- **INSTRUCTIONS TO FOLLOW**
Using the listing below, please gather every line containing the word "payload".

+++++

//! Sample timestamp planning.

use std::time::Duration;

/// Compute `count` evenly spaced timestamps strictly inside `(0, duration)`.
///
/// Timestamp `i` is `duration / (count + 1) * (i + 1)`. The exact start and
/// end of the clip are excluded: the first picture is often black and a seek
/// to the very end has no frame to land on.
///
/// Timestamps are computed in whole nanoseconds, rounded down. They are
/// strictly increasing whenever `duration` spans more than `count`
/// nanoseconds; shorter durations cannot hold `count` distinct instants.
///
/// # Example
///
/// ```
/// use std::time::Duration;
///
/// use reelscan::sample_timestamps;
///
/// let timestamps = sample_timestamps(Duration::from_secs(16), 3);
/// assert_eq!(
///     timestamps,
///     vec![Duration::from_secs(4), Duration::from_secs(8), Duration::from_secs(12)],
/// );
/// ```
pub fn sample_timestamps(duration: Duration, count: usize) -> Vec<Duration> {
    let total_nanos = duration.as_nanos();
    let slots = count as u128 + 1;
    (1..=count as u128)
        .map(|slot| nanos_to_duration(total_nanos * slot / slots))
        .collect()
}

fn nanos_to_duration(nanos: u128) -> Duration {
    const NANOS_PER_SECOND: u128 = 1_000_000_000;
    let seconds = u64::try_from(nanos / NANOS_PER_SECOND).unwrap_or(u64::MAX);
    Duration::new(seconds, (nanos % NANOS_PER_SECOND) as u32)
}
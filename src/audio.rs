//! Audio side-channel transcoding.
//!
//! This module provides [`AudioFormat`] and the FFmpeg routine that decodes a
//! source's best audio track and muxes it into an in-memory container. The
//! orchestrator treats every failure here as "no audio available".

use std::{
    ffi::CString,
    fmt::{Display, Formatter, Result as FmtResult},
    path::Path,
};

use ffmpeg_next::{
    ChannelLayout, Packet, Rational,
    codec::{Id, context::Context as CodecContext},
    decoder::Audio as AudioDecoder,
    encoder::Audio as AudioEncoder,
    format::{Sample, sample::Type as SampleType},
    frame::Audio as AudioFrame,
    media::Type,
    packet::Mut as _,
    software::resampling::Context as ResamplingContext,
};
use ffmpeg_sys_next::{AVFormatContext, AVRational};

use crate::error::ExtractionError;

/// Audio side-channel output format.
#[derive(Debug, Clone, Copy, PartialEq, Eq, Hash)]
#[non_exhaustive]
pub enum AudioFormat {
    /// WAV (PCM signed 16-bit little-endian) at the source rate and layout.
    Wav,
}

impl Display for AudioFormat {
    fn fmt(&self, f: &mut Formatter<'_>) -> FmtResult {
        match self {
            AudioFormat::Wav => write!(f, "WAV"),
        }
    }
}

impl AudioFormat {
    /// MIME type of the encoded payload.
    pub fn mime_type(&self) -> &'static str {
        match self {
            AudioFormat::Wav => "audio/wav",
        }
    }

    /// Conventional file extension.
    pub fn extension(&self) -> &'static str {
        match self {
            AudioFormat::Wav => "wav",
        }
    }

    fn container_name(&self) -> &'static str {
        match self {
            AudioFormat::Wav => "wav",
        }
    }

    fn codec_id(&self) -> Id {
        match self {
            AudioFormat::Wav => Id::PCM_S16LE,
        }
    }
}

fn audio_error<E: Display>(error: E) -> ExtractionError {
    ExtractionError::AudioDecodeError(error.to_string())
}

/// Decode the best audio track at `path` and encode it as `format` in memory.
///
/// Blocking; run it on a blocking thread.
pub(crate) fn transcode_track(path: &Path, format: AudioFormat) -> Result<Vec<u8>, ExtractionError> {
    ffmpeg_next::init().map_err(audio_error)?;

    let mut input_context = ffmpeg_next::format::input(&path).map_err(audio_error)?;

    let (audio_stream_index, codec_parameters) = {
        let stream = input_context
            .streams()
            .best(Type::Audio)
            .ok_or_else(|| audio_error("no audio stream found"))?;
        (stream.index(), stream.parameters())
    };

    let mut decoder = CodecContext::from_parameters(codec_parameters)
        .and_then(|context| context.decoder().audio())
        .map_err(audio_error)?;

    log::debug!(
        "Transcoding audio stream {} of {} to {} at {} Hz",
        audio_stream_index,
        path.display(),
        format,
        decoder.rate(),
    );

    let output_codec = ffmpeg_next::encoder::find(format.codec_id())
        .ok_or_else(|| audio_error(format!("no {format} encoder available")))?;
    let output_sample_format = output_codec
        .audio()
        .ok()
        .and_then(|audio_codec| audio_codec.formats())
        .and_then(|mut formats| formats.next())
        .unwrap_or(Sample::I16(SampleType::Packed));
    let output_sample_rate = decoder.rate();
    let output_channel_layout = decoder.channel_layout();

    let (encoder, encoder_time_base) = open_encoder(
        output_codec,
        output_sample_format,
        output_sample_rate,
        output_channel_layout,
    )?;

    let mut output = MemoryOutput::new(format.container_name())?;
    output.add_stream(&encoder, encoder_time_base)?;
    output.write_header()?;

    let resampler = ResamplingContext::get(
        decoder.format(),
        decoder.channel_layout(),
        decoder.rate(),
        output_sample_format,
        output_channel_layout,
        output_sample_rate,
    )
    .map_err(audio_error)?;

    let mut pipeline = EncodePipeline {
        resampler,
        encoder,
        time_base: encoder_time_base,
        samples_written: 0,
        decoded: AudioFrame::empty(),
        resampled: AudioFrame::empty(),
        packet: Packet::empty(),
    };

    for (stream, packet) in input_context.packets() {
        if stream.index() != audio_stream_index {
            continue;
        }
        decoder.send_packet(&packet).map_err(audio_error)?;
        pipeline.drain_decoder(&mut decoder, &mut output)?;
    }

    let _ = decoder.send_eof();
    pipeline.drain_decoder(&mut decoder, &mut output)?;
    pipeline.flush(&mut output)?;

    output.finish()
}

fn open_encoder(
    codec: ffmpeg_next::Codec,
    sample_format: Sample,
    sample_rate: u32,
    channel_layout: ChannelLayout,
) -> Result<(AudioEncoder, Rational), ExtractionError> {
    let mut encoder_context = CodecContext::new()
        .encoder()
        .audio()
        .map_err(audio_error)?;

    let time_base = Rational(1, sample_rate as i32);
    encoder_context.set_rate(sample_rate as i32);
    encoder_context.set_channel_layout(channel_layout);
    encoder_context.set_format(sample_format);
    encoder_context.set_time_base(time_base);

    let encoder = encoder_context.open_as(codec).map_err(audio_error)?;
    Ok((encoder, time_base))
}

/// Decode -> resample -> encode state for one track.
struct EncodePipeline {
    resampler: ResamplingContext,
    encoder: AudioEncoder,
    time_base: Rational,
    samples_written: i64,
    decoded: AudioFrame,
    resampled: AudioFrame,
    packet: Packet,
}

impl EncodePipeline {
    fn drain_decoder(
        &mut self,
        decoder: &mut AudioDecoder,
        output: &mut MemoryOutput,
    ) -> Result<(), ExtractionError> {
        while decoder.receive_frame(&mut self.decoded).is_ok() {
            self.resampler
                .run(&self.decoded, &mut self.resampled)
                .map_err(audio_error)?;

            self.resampled.set_pts(Some(self.samples_written));
            self.samples_written += self.resampled.samples() as i64;

            self.encoder
                .send_frame(&self.resampled)
                .map_err(audio_error)?;
            self.drain_encoder(output)?;
        }
        Ok(())
    }

    fn drain_encoder(&mut self, output: &mut MemoryOutput) -> Result<(), ExtractionError> {
        while self.encoder.receive_packet(&mut self.packet).is_ok() {
            self.packet.set_stream(0);
            self.packet.rescale_ts(self.time_base, self.time_base);
            output.write_packet(&mut self.packet)?;
        }
        Ok(())
    }

    fn flush(&mut self, output: &mut MemoryOutput) -> Result<(), ExtractionError> {
        let _ = self.encoder.send_eof();
        self.drain_encoder(output)
    }
}

/// An output format context muxing into FFmpeg's dynamic memory buffer.
///
/// Owns the `AVFormatContext` and its dynamic buffer until
/// [`finish`](MemoryOutput::finish) hands the bytes out; dropping an
/// unfinished output frees both.
struct MemoryOutput {
    context: *mut AVFormatContext,
}

impl MemoryOutput {
    fn new(container_name: &str) -> Result<Self, ExtractionError> {
        let container_name_c = CString::new(container_name).map_err(audio_error)?;
        let mut context: *mut AVFormatContext = std::ptr::null_mut();

        // SAFETY: `context` is an out-pointer; on success FFmpeg stores a
        // freshly allocated context we take ownership of.
        let allocation_result = unsafe {
            ffmpeg_sys_next::avformat_alloc_output_context2(
                &mut context,
                std::ptr::null_mut(),
                container_name_c.as_ptr(),
                std::ptr::null(),
            )
        };
        if allocation_result < 0 || context.is_null() {
            return Err(audio_error("failed to allocate output format context"));
        }

        // SAFETY: `context` is a valid, exclusively owned context.
        let buffer_result = unsafe { ffmpeg_sys_next::avio_open_dyn_buf(&mut (*context).pb) };
        if buffer_result < 0 {
            // SAFETY: no buffer was attached; only the context needs freeing.
            unsafe { ffmpeg_sys_next::avformat_free_context(context) };
            return Err(audio_error("failed to open dynamic buffer for audio output"));
        }

        Ok(Self { context })
    }

    fn add_stream(
        &mut self,
        encoder: &AudioEncoder,
        time_base: Rational,
    ) -> Result<(), ExtractionError> {
        // SAFETY: `self.context` is valid; the new stream is owned by it.
        unsafe {
            let stream = ffmpeg_sys_next::avformat_new_stream(self.context, std::ptr::null());
            if stream.is_null() {
                return Err(audio_error("failed to add output stream"));
            }
            ffmpeg_sys_next::avcodec_parameters_from_context((*stream).codecpar, encoder.as_ptr());
            (*stream).time_base = AVRational {
                num: time_base.numerator(),
                den: time_base.denominator(),
            };
        }
        Ok(())
    }

    fn write_header(&mut self) -> Result<(), ExtractionError> {
        // SAFETY: `self.context` is valid and has its stream configured.
        let result =
            unsafe { ffmpeg_sys_next::avformat_write_header(self.context, std::ptr::null_mut()) };
        if result < 0 {
            return Err(audio_error("failed to write output header"));
        }
        Ok(())
    }

    fn write_packet(&mut self, packet: &mut Packet) -> Result<(), ExtractionError> {
        // SAFETY: `self.context` is valid and its header has been written.
        let result = unsafe {
            ffmpeg_sys_next::av_interleaved_write_frame(self.context, packet.as_mut_ptr())
        };
        if result < 0 {
            return Err(audio_error(format!("failed to write audio packet ({result})")));
        }
        Ok(())
    }

    /// Write the trailer and take the muxed bytes.
    fn finish(mut self) -> Result<Vec<u8>, ExtractionError> {
        // SAFETY: `self.context` is valid; after this block it is freed and
        // nulled so `Drop` does nothing.
        unsafe {
            let trailer_result = ffmpeg_sys_next::av_write_trailer(self.context);
            let bytes = self.take_buffer();
            ffmpeg_sys_next::avformat_free_context(self.context);
            self.context = std::ptr::null_mut();

            if trailer_result < 0 {
                return Err(audio_error("failed to write output trailer"));
            }
            Ok(bytes)
        }
    }

    /// Close the dynamic buffer and copy its contents out.
    ///
    /// # Safety
    ///
    /// `self.context` must be valid with an open dynamic buffer.
    unsafe fn take_buffer(&mut self) -> Vec<u8> {
        let mut buffer_pointer: *mut u8 = std::ptr::null_mut();
        // SAFETY: upheld by the caller.
        unsafe {
            let buffer_size =
                ffmpeg_sys_next::avio_close_dyn_buf((*self.context).pb, &mut buffer_pointer);
            (*self.context).pb = std::ptr::null_mut();

            let bytes = if buffer_size > 0 && !buffer_pointer.is_null() {
                std::slice::from_raw_parts(buffer_pointer, buffer_size as usize).to_vec()
            } else {
                Vec::new()
            };
            if !buffer_pointer.is_null() {
                ffmpeg_sys_next::av_free(buffer_pointer as *mut _);
            }
            bytes
        }
    }
}

impl Drop for MemoryOutput {
    fn drop(&mut self) {
        if self.context.is_null() {
            return;
        }
        // SAFETY: an unfinished output still owns its context and buffer.
        unsafe {
            let _ = self.take_buffer();
            ffmpeg_sys_next::avformat_free_context(self.context);
        }
    }
}
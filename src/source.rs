//! Video sources.
//!
//! A [`VideoSource`] names the file an extraction reads. Playability is never
//! judged from the extension or the declared MIME type; the probe stage
//! decides.

use std::{
    fmt::{Debug, Formatter, Result as FmtResult},
    io::Write,
    path::{Path, PathBuf},
};

use tempfile::NamedTempFile;

use crate::error::ExtractionError;

/// Handle to a user-supplied video file.
///
/// Sources created with [`from_bytes`](VideoSource::from_bytes) own a
/// temporary copy of the data that is deleted when the source is dropped.
///
/// # Example
///
/// ```no_run
/// use reelscan::VideoSource;
///
/// let source = VideoSource::from_path("clip.mp4").with_mime_type("video/mp4");
/// assert_eq!(source.mime_type(), Some("video/mp4"));
/// ```
pub struct VideoSource {
    path: PathBuf,
    mime_type: Option<String>,
    spool: Option<NamedTempFile>,
}

impl Debug for VideoSource {
    fn fmt(&self, f: &mut Formatter<'_>) -> FmtResult {
        f.debug_struct("VideoSource")
            .field("path", &self.path)
            .field("mime_type", &self.mime_type)
            .field("spooled", &self.spool.is_some())
            .finish()
    }
}

impl VideoSource {
    /// Refer to a video file on disk. The file is not touched until probing.
    pub fn from_path<P: AsRef<Path>>(path: P) -> Self {
        Self {
            path: path.as_ref().to_path_buf(),
            mime_type: None,
            spool: None,
        }
    }

    /// Spool in-memory video data to a temporary file.
    ///
    /// # Errors
    ///
    /// Returns [`ExtractionError::IoError`] if the temporary file cannot be
    /// created or written.
    pub fn from_bytes(bytes: &[u8]) -> Result<Self, ExtractionError> {
        let mut spool = tempfile::Builder::new().prefix("reelscan-").tempfile()?;
        spool.write_all(bytes)?;
        spool.flush()?;

        log::debug!(
            "Spooled {} bytes of video data to {}",
            bytes.len(),
            spool.path().display()
        );

        Ok(Self {
            path: spool.path().to_path_buf(),
            mime_type: None,
            spool: Some(spool),
        })
    }

    /// Attach the MIME type the uploader declared. Informational only.
    #[must_use]
    pub fn with_mime_type<S: Into<String>>(mut self, mime_type: S) -> Self {
        self.mime_type = Some(mime_type.into());
        self
    }

    /// Path the decoder reads from.
    pub fn path(&self) -> &Path {
        &self.path
    }

    /// Declared MIME type, if any.
    pub fn mime_type(&self) -> Option<&str> {
        self.mime_type.as_deref()
    }

    /// Returns `true` if the source owns a temporary copy of its data.
    pub fn is_spooled(&self) -> bool {
        self.spool.is_some()
    }

    /// Build a [`ExtractionError::ProbeError`] for this source.
    pub fn probe_error<S: Into<String>>(&self, reason: S) -> ExtractionError {
        ExtractionError::ProbeError {
            path: self.path.clone(),
            reason: reason.into(),
        }
    }
}
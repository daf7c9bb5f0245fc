//! # reelscan
//!
//! Turn an uploaded video into a small, fixed-size set of evenly spaced JPEG
//! stills (and, optionally, its audio track) encoded as base64, ready to be
//! attached to a multimodal request.
//!
//! Extraction runs in three stages against one decode context:
//!
//! 1. **Probe**: open the source, silence its audio, read duration and
//!    native dimensions.
//! 2. **Sample**: seek to `duration / (N + 1) * (i + 1)` for each of the
//!    `N` samples in order, rasterize the picture at full resolution and
//!    encode it as JPEG. Progress is reported after every frame.
//! 3. **Audio** (opt-in, best effort): transcode the best audio track. Any
//!    failure yields an empty payload instead of an error.
//!
//! The decode context is released exactly once, before the audio stage or
//! as soon as any stage fails.
//!
//! ## Quick Start
//!
//! ```no_run
//! use reelscan::{FrameExtractor, VideoSource};
//!
//! let extractor = FrameExtractor::default();
//! let result = extractor.extract_blocking(&VideoSource::from_path("clip.mp4"))?;
//!
//! assert_eq!(result.frames.len(), 15);
//! let request = serde_json::json!({ "parts": result.inline_parts() });
//! # Ok::<(), reelscan::ExtractionError>(())
//! ```
//!
//! ### Async, with progress and a timeout
//!
//! ```no_run
//! use std::{sync::Arc, time::Duration};
//!
//! use reelscan::{
//!     ExtractOptions, FrameExtractor, ProgressCallback, ProgressInfo, VideoSource,
//! };
//!
//! struct Report;
//!
//! impl ProgressCallback for Report {
//!     fn on_progress(&self, info: &ProgressInfo) {
//!         eprintln!("{}%", info.percentage);
//!     }
//! }
//!
//! # async fn example(bytes: Vec<u8>) -> Result<(), reelscan::ExtractionError> {
//! let options = ExtractOptions::new()
//!     .with_seek_timeout(Some(Duration::from_secs(5)))
//!     .with_progress(Arc::new(Report));
//! let source = VideoSource::from_bytes(&bytes)?.with_mime_type("video/mp4");
//! let result = FrameExtractor::new(options).extract(&source).await?;
//! # Ok(())
//! # }
//! ```
//!
//! ## Backends
//!
//! [`FrameExtractor`] is generic over a [`MediaBackend`]. The default,
//! [`FfmpegBackend`], decodes through FFmpeg on a dedicated thread per
//! source. FFmpeg development libraries must be installed.

pub mod artifact;
pub mod audio;
pub mod backend;
pub mod configuration;
mod conversion;
pub mod decoder;
pub mod error;
pub mod extractor;
pub mod ffmpeg;
pub mod probe;
pub mod progress;
pub mod raster;
mod sampler;
pub mod sampling;
pub mod source;

pub use artifact::{AudioArtifact, ExtractionResult, FRAME_MIME_TYPE, FrameArtifact};
pub use audio::AudioFormat;
pub use backend::{DecodeContext, MediaBackend};
pub use configuration::{
    DEFAULT_JPEG_QUALITY, DEFAULT_PROBE_TIMEOUT, DEFAULT_SAMPLE_COUNT, DEFAULT_SEEK_TIMEOUT,
    ExtractOptions, SeekFailurePolicy,
};
pub use decoder::{FfmpegBackend, FfmpegContext};
pub use error::ExtractionError;
pub use extractor::FrameExtractor;
pub use ffmpeg::{FfmpegLogLevel, set_ffmpeg_log_level};
pub use probe::ProbeInfo;
pub use progress::{CancellationToken, OperationType, ProgressCallback, ProgressInfo};
pub use raster::Picture;
pub use sampling::sample_timestamps;
pub use source::VideoSource;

+++++

- **EXERCISE RESPONSE**
    /// MIME type of the encoded payload.
//!    failure yields an empty payload instead of an error.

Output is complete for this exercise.